Reproduce only the stretch of entries below that begins at the first line and ends at the line holding "pub struct InMemoryTransaction".

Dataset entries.
= Beginning of Section =

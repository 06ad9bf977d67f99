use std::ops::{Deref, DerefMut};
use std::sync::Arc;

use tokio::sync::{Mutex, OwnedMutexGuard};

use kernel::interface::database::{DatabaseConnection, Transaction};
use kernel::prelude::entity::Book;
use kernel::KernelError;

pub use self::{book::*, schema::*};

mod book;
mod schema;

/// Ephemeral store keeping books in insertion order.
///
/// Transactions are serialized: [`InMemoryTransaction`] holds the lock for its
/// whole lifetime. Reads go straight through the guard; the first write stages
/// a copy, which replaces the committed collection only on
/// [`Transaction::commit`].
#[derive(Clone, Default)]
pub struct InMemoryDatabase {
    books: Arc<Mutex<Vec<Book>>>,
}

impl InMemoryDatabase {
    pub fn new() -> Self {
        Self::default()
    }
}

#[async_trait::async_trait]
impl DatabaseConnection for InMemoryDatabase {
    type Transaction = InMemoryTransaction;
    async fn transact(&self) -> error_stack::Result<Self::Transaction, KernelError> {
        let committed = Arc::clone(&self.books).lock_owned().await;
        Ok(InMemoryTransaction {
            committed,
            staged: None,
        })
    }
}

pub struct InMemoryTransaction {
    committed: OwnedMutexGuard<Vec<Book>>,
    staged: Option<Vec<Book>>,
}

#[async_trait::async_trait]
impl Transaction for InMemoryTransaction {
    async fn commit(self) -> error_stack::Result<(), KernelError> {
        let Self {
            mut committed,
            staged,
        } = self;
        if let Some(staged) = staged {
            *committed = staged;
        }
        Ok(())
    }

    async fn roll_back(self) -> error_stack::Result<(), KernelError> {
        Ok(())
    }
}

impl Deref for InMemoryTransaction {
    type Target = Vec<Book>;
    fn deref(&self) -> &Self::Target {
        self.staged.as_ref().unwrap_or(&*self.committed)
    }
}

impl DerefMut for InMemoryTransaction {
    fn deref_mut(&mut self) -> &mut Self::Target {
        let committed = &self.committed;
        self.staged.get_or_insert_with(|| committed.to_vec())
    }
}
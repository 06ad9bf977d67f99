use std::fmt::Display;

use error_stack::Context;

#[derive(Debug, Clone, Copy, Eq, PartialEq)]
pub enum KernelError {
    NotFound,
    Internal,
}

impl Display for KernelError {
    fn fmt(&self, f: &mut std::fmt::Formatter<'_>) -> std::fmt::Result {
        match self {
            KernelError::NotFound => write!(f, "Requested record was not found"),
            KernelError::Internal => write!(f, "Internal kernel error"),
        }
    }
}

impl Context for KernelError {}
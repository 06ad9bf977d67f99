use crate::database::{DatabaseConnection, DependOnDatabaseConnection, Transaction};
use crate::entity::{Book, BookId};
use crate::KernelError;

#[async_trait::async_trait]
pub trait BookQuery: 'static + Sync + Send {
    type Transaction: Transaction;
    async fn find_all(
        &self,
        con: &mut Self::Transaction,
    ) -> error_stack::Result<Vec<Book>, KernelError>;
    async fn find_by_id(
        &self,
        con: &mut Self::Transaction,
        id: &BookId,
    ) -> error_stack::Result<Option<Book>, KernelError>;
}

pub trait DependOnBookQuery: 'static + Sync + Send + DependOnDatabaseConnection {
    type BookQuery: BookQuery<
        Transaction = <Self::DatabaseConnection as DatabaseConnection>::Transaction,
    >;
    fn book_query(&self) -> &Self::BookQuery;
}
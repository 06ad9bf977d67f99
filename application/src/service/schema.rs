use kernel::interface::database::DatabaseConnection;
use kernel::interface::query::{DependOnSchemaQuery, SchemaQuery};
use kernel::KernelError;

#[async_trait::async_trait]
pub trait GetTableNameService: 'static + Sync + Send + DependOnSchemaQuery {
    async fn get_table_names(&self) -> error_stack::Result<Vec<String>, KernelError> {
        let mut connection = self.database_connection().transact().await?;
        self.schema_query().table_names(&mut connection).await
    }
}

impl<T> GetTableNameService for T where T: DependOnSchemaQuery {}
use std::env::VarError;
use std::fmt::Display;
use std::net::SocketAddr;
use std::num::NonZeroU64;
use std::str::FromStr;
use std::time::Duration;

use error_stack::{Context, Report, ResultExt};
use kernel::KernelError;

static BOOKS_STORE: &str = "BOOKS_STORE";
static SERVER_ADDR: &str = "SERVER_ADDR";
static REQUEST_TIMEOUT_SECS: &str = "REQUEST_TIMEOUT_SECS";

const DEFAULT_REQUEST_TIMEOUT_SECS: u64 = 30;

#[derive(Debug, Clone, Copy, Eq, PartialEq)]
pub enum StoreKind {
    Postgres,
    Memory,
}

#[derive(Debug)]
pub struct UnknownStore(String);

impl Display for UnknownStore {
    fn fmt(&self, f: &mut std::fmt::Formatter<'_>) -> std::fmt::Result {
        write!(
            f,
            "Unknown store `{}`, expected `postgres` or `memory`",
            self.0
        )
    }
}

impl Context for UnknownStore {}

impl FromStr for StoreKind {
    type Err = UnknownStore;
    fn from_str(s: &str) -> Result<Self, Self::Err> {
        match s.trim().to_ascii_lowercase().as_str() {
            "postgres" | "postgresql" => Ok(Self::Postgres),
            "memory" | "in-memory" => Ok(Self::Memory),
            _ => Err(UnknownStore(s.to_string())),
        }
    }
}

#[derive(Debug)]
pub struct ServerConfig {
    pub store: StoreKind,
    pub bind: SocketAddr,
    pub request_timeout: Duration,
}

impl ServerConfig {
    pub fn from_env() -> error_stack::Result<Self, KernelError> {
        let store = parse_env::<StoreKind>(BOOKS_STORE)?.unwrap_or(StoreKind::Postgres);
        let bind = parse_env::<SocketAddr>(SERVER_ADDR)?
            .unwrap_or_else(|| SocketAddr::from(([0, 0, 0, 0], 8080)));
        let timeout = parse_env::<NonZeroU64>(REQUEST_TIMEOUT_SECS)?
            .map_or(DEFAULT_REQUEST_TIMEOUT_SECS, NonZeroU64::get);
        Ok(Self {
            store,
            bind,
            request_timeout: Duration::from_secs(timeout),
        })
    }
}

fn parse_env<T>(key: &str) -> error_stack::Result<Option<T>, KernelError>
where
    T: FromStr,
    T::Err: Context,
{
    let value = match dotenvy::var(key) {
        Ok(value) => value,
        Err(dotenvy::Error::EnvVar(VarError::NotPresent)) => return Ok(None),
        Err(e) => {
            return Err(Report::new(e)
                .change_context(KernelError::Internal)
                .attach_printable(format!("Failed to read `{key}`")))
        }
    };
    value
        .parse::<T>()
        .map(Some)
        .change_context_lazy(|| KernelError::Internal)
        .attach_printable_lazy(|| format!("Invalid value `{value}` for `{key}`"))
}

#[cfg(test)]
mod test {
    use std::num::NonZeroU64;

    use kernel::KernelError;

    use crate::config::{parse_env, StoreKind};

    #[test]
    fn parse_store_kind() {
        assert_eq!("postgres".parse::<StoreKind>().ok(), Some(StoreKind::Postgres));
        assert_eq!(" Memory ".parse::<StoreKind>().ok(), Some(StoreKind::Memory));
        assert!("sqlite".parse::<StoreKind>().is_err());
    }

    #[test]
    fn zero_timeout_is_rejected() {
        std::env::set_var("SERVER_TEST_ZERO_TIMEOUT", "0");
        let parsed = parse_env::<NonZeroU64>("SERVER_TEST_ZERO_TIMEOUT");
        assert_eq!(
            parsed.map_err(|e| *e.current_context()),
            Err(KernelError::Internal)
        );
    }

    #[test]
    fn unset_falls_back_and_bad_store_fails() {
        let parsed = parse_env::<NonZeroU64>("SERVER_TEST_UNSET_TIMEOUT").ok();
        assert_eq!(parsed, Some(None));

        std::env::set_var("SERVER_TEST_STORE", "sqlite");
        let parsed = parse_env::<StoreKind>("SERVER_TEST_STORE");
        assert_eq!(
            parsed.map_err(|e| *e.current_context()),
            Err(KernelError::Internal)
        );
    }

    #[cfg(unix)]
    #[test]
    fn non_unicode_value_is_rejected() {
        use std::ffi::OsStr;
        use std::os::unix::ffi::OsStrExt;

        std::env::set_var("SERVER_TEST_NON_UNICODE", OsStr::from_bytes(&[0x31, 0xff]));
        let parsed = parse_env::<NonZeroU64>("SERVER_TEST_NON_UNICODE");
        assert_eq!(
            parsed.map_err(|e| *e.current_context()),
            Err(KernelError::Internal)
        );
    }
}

= End of Section =

RESPONSE BOX.
repository 06ad9bf977d67f99
use std::ops::{Deref, DerefMut};
use std::sync::Arc;

use tokio::sync::{Mutex, OwnedMutexGuard};

use kernel::interface::database::{DatabaseConnection, Transaction};
use kernel::prelude::entity::Book;
use kernel::KernelError;

pub use self::{book::*, schema::*};

mod book;
mod schema;

/// Ephemeral store keeping books in insertion order.
///
/// Transactions are serialized: [`InMemoryTransaction`] holds the lock for its
/// whole lifetime. Reads go straight through the guard; the first write stages
/// a copy, which replaces the committed collection only on
/// [`Transaction::commit`].
#[derive(Clone, Default)]
pub struct InMemoryDatabase {
    books: Arc<Mutex<Vec<Book>>>,
}

impl InMemoryDatabase {
    pub fn new() -> Self {
        Self::default()
    }
}

#[async_trait::async_trait]
impl DatabaseConnection for InMemoryDatabase {
    type Transaction = InMemoryTransaction;
    async fn transact(&self) -> error_stack::Result<Self::Transaction, KernelError> {
        let committed = Arc::clone(&self.books).lock_owned().await;
        Ok(InMemoryTransaction {
            committed,
            staged: None,
        })
    }
}

pub struct InMemoryTransaction {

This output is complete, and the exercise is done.